RECORDS FOR PROCESSING START
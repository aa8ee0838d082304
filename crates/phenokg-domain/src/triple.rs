//! Triples and the terms they are made of

use crate::sanitize::{escape_literal, mint_local_name};
use std::fmt;

/// XML Schema datatypes used for typed literals
#[derive(Debug, Clone, Copy, PartialEq, Eq, Hash)]
pub enum XsdType {
    /// `xsd:string`
    String,
    /// `xsd:integer`
    Integer,
    /// `xsd:boolean`
    Boolean,
    /// `xsd:dateTime`
    DateTime,
}

impl XsdType {
    /// Prefixed name of the datatype
    pub fn as_str(&self) -> &'static str {
        match self {
            XsdType::String => "xsd:string",
            XsdType::Integer => "xsd:integer",
            XsdType::Boolean => "xsd:boolean",
            XsdType::DateTime => "xsd:dateTime",
        }
    }
}

/// A literal value
///
/// The lexical form is stored raw and escaped only when rendered.
#[derive(Debug, Clone, PartialEq, Eq, Hash)]
pub struct Literal {
    /// Unescaped lexical form
    pub value: String,

    /// Datatype, `None` for a plain literal
    pub datatype: Option<XsdType>,
}

impl Literal {
    /// Plain string literal
    pub fn plain(value: impl Into<String>) -> Self {
        Self {
            value: value.into(),
            datatype: None,
        }
    }

    /// Typed literal
    pub fn typed(value: impl Into<String>, datatype: XsdType) -> Self {
        Self {
            value: value.into(),
            datatype: Some(datatype),
        }
    }

    /// `xsd:integer` literal
    pub fn integer(value: u64) -> Self {
        Self::typed(value.to_string(), XsdType::Integer)
    }

    /// `xsd:boolean` literal
    pub fn boolean(value: bool) -> Self {
        Self::typed(value.to_string(), XsdType::Boolean)
    }
}

impl fmt::Display for Literal {
    fn fmt(&self, f: &mut fmt::Formatter<'_>) -> fmt::Result {
        write!(f, "\"{}\"", escape_literal(&self.value))?;
        if let Some(datatype) = self.datatype {
            write!(f, "^^{}", datatype.as_str())?;
        }
        Ok(())
    }
}

/// A node or predicate in a triple
#[derive(Debug, Clone, PartialEq, Eq, Hash)]
pub enum Term {
    /// Prefixed name such as `rdf:type` or `:Cohort42`, already legal Turtle
    Name(String),

    /// Absolute IRI, rendered inside angle brackets
    Iri(String),

    /// Literal value
    Literal(Literal),
}

impl Term {
    /// A fixed prefixed name (vocabulary terms known at compile time)
    pub fn name(name: impl Into<String>) -> Self {
        Term::Name(name.into())
    }

    /// Mint a prefixed name from free text
    ///
    /// `prefix` includes the trailing colon (`":"`, `"snomed:"`); `local` is
    /// passed through [`mint_local_name`].
    pub fn minted(prefix: &str, local: &str) -> Self {
        Term::Name(format!("{}{}", prefix, mint_local_name(local)))
    }

    /// Mint a name in the default cohort namespace
    pub fn local(local: &str) -> Self {
        Self::minted(":", local)
    }

    /// Absolute IRI
    pub fn iri(iri: impl Into<String>) -> Self {
        Term::Iri(iri.into())
    }

    /// Plain literal
    pub fn text(value: impl Into<String>) -> Self {
        Term::Literal(Literal::plain(value))
    }

    /// Typed literal
    pub fn typed(value: impl Into<String>, datatype: XsdType) -> Self {
        Term::Literal(Literal::typed(value, datatype))
    }

    /// `xsd:integer` literal
    pub fn integer(value: u64) -> Self {
        Term::Literal(Literal::integer(value))
    }

    /// `xsd:boolean` literal
    pub fn boolean(value: bool) -> Self {
        Term::Literal(Literal::boolean(value))
    }

    /// Whether this term is a literal
    pub fn is_literal(&self) -> bool {
        matches!(self, Term::Literal(_))
    }
}

impl fmt::Display for Term {
    fn fmt(&self, f: &mut fmt::Formatter<'_>) -> fmt::Result {
        match self {
            Term::Name(name) => f.write_str(name),
            Term::Iri(iri) => write!(f, "<{}>", iri),
            Term::Literal(literal) => literal.fmt(f),
        }
    }
}

/// A single RDF statement
///
/// Displays as one terminated Turtle line: `subject predicate object .`
#[derive(Debug, Clone, PartialEq, Eq, Hash)]
pub struct Triple {
    /// Subject
    pub subject: Term,

    /// Predicate
    pub predicate: Term,

    /// Object
    pub object: Term,
}

impl Triple {
    /// Create a new triple
    pub fn new(subject: Term, predicate: impl Into<Term>, object: Term) -> Self {
        Self {
            subject,
            predicate: predicate.into(),
            object,
        }
    }
}

impl From<&str> for Term {
    fn from(name: &str) -> Self {
        Term::Name(name.to_string())
    }
}

impl fmt::Display for Triple {
    fn fmt(&self, f: &mut fmt::Formatter<'_>) -> fmt::Result {
        write!(f, "{} {} {} .", self.subject, self.predicate, self.object)
    }
}

#[cfg(test)]
mod tests {
    use super::*;

    #[test]
    fn test_triple_display() {
        let triple = Triple::new(Term::local("Cohort42"), "rdf:type", Term::name(":Cohort"));
        assert_eq!(triple.to_string(), ":Cohort42 rdf:type :Cohort .");
    }

    #[test]
    fn test_literal_is_escaped_on_render() {
        let triple = Triple::new(
            Term::local("Cohort42"),
            "rdfs:label",
            Term::text("He said \"no\"\nthen left"),
        );
        assert_eq!(
            triple.to_string(),
            ":Cohort42 rdfs:label \"He said \\\"no\\\"\\nthen left\" ."
        );
    }

    #[test]
    fn test_typed_literals() {
        assert_eq!(Term::integer(12).to_string(), "\"12\"^^xsd:integer");
        assert_eq!(Term::boolean(true).to_string(), "\"true\"^^xsd:boolean");
        assert_eq!(
            Term::typed("2020-01-01T00:00:00Z", XsdType::DateTime).to_string(),
            "\"2020-01-01T00:00:00Z\"^^xsd:dateTime"
        );
    }

    #[test]
    fn test_minted_names_are_sanitized() {
        assert_eq!(Term::minted("snomed:", "123 45").to_string(), "snomed:123_45");
        assert_eq!(Term::local("Disease_Crohn's").to_string(), ":Disease_Crohn_s");
    }

    #[test]
    fn test_iri_display() {
        assert_eq!(
            Term::iri("https://atlas.example.org/#/cohortdefinition/1").to_string(),
            "<https://atlas.example.org/#/cohortdefinition/1>"
        );
    }

    #[test]
    fn test_literal_values_are_not_sanitized() {
        assert_eq!(Term::text("a/b c").to_string(), "\"a/b c\"");
    }
}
RECORDS FOR PROCESSING END
=== DESCRIPTION OF THE TASK ===
Repeat the material in full, exactly as written.

=== ANSWER BOX ===
repository aa8ee0838d082304
filename crates/phenokg-domain/src/triple.rs
//! Triples and the terms they are made of

use crate::sanitize::{escape_literal, mint_local_name};
use std::fmt;

/// XML Schema datatypes used for typed literals
#[derive(Debug, Clone, Copy, PartialEq, Eq, Hash)]
pub enum XsdType {
    /// `xsd:string`
    String,
    /// `xsd:integer`
    Integer,
    /// `xsd:boolean`
    Boolean,
    /// `xsd:dateTime`
    DateTime,
}

impl XsdType {
    /// Prefixed name of the datatype
    pub fn as_str(&self) -> &'static str {
        match self {
            XsdType::String => "xsd:string",
            XsdType::Integer => "xsd:integer",
            XsdType::Boolean => "xsd:boolean",
            XsdType::DateTime => "xsd:dateTime",
        }
    }
}

/// A literal value
///
/// The lexical form is stored raw and escaped only when rendered.
#[derive(Debug, Clone, PartialEq, Eq, Hash)]
pub struct Literal {
    /// Unescaped lexical form
    pub value: String,

    /// Datatype, `None` for a plain literal
    pub datatype: Option<XsdType>,
}

impl Literal {
    /// Plain string literal
    pub fn plain(value: impl Into<String>) -> Self {
        Self {
            value: value.into(),
            datatype: None,
        }
    }

    /// Typed literal
    pub fn typed(value: impl Into<String>, datatype: XsdType) -> Self {
        Self {
            value: value.into(),
            datatype: Some(datatype),
        }
    }

    /// `xsd:integer` literal
    pub fn integer(value: u64) -> Self {
        Self::typed(value.to_string(), XsdType::Integer)
    }

    /// `xsd:boolean` literal
    pub fn boolean(value: bool) -> Self {
        Self::typed(value.to_string(), XsdType::Boolean)
    }
}

impl fmt::Display for Literal {
    fn fmt(&self, f: &mut fmt::Formatter<'_>) -> fmt::Result {
        write!(f, "\"{}\"", escape_literal(&self.value))?;
        if let Some(datatype) = self.datatype {
            write!(f, "^^{}", datatype.as_str())?;
        }
        Ok(())
    }
}

/// A node or predicate in a triple
#[derive(Debug, Clone, PartialEq, Eq, Hash)]
pub enum Term {
    /// Prefixed name such as `rdf:type` or `:Cohort42`, already legal Turtle
    Name(String),

    /// Absolute IRI, rendered inside angle brackets
    Iri(String),

    /// Literal value
    Literal(Literal),
}

impl Term {
    /// A fixed prefixed name (vocabulary terms known at compile time)
    pub fn name(name: impl Into<String>) -> Self {
        Term::Name(name.into())
    }

    /// Mint a prefixed name from free text
    ///
    /// `prefix` includes the trailing colon (`":"`, `"snomed:"`); `local` is
    /// passed through [`mint_local_name`].
    pub fn minted(prefix: &str, local: &str) -> Self {
        Term::Name(format!("{}{}", prefix, mint_local_name(local)))
    }

    /// Mint a name in the default cohort namespace
    pub fn local(local: &str) -> Self {
        Self::minted(":", local)
    }

    /// Absolute IRI
    pub fn iri(iri: impl Into<String>) -> Self {
        Term::Iri(iri.into())
    }

    /// Plain literal
    pub fn text(value: impl Into<String>) -> Self {
        Term::Literal(Literal::plain(value))
    }

    /// Typed literal
    pub fn typed(value: impl Into<String>, datatype: XsdType) -> Self {
        Term::Literal(Literal::typed(value, datatype))
    }

    /// `xsd:integer` literal
    pub fn integer(value: u64) -> Self {
        Term::Literal(Literal::integer(value))
    }

    /// `xsd:boolean` literal
    pub fn boolean(value: bool) -> Self {
        Term::Literal(Literal::boolean(value))
    }

    /// Whether this term is a literal
    pub fn is_literal(&self) -> bool {
        matches!(self, Term::Literal(_))
    }
}

impl fmt::Display for Term {
    fn fmt(&self, f: &mut fmt::Formatter<'_>) -> fmt::Result {
        match self {
            Term::Name(name) => f.write_str(name),
            Term::Iri(iri) => write!(f, "<{}>", iri),
            Term::Literal(literal) => literal.fmt(f),
        }
    }
}

/// A single RDF statement
///
/// Displays as one terminated Turtle line: `subject predicate object .`
#[derive(Debug, Clone, PartialEq, Eq, Hash)]
pub struct Triple {
    /// Subject
    pub subject: Term,

    /// Predicate
    pub predicate: Term,

    /// Object
    pub object: Term,
}

impl Triple {
    /// Create a new triple
    pub fn new(subject: Term, predicate: impl Into<Term>, object: Term) -> Self {
        Self {
            subject,
            predicate: predicate.into(),
            object,
        }
    }
}

impl From<&str> for Term {
    fn from(name: &str) -> Self {
        Term::Name(name.to_string())
    }
}

impl fmt::Display for Triple {
    fn fmt(&self, f: &mut fmt::Formatter<'_>) -> fmt::Result {
        write!(f, "{} {} {} .", self.subject, self.predicate, self.object)
    }
}

#[cfg(test)]
mod tests {
    use super::*;

    #[test]
    fn test_triple_display() {
        let triple = Triple::new(Term::local("Cohort42"), "rdf:type", Term::name(":Cohort"));
        assert_eq!(triple.to_string(), ":Cohort42 rdf:type :Cohort .");
    }

    #[test]
    fn test_literal_is_escaped_on_render() {
        let triple = Triple::new(
            Term::local("Cohort42"),
            "rdfs:label",
            Term::text("He said \"no\"\nthen left"),
        );
        assert_eq!(
            triple.to_string(),
            ":Cohort42 rdfs:label \"He said \\\"no\\\"\\nthen left\" ."
        );
    }

    #[test]
    fn test_typed_literals() {
        assert_eq!(Term::integer(12).to_string(), "\"12\"^^xsd:integer");
        assert_eq!(Term::boolean(true).to_string(), "\"true\"^^xsd:boolean");
        assert_eq!(
            Term::typed("2020-01-01T00:00:00Z", XsdType::DateTime).to_string(),
            "\"2020-01-01T00:00:00Z\"^^xsd:dateTime"
        );
    }

    #[test]
    fn test_minted_names_are_sanitized() {
        assert_eq!(Term::minted("snomed:", "123 45").to_string(), "snomed:123_45");
        assert_eq!(Term::local("Disease_Crohn's").to_string(), ":Disease_Crohn_s");
    }

    #[test]
    fn test_iri_display() {
        assert_eq!(
            Term::iri("https://atlas.example.org/#/cohortdefinition/1").to_string(),
            "<https://atlas.example.org/#/cohortdefinition/1>"
        );
    }

    #[test]
    fn test_literal_values_are_not_sanitized() {
        assert_eq!(Term::text("a/b c").to_string(), "\"a/b c\"");
    }
}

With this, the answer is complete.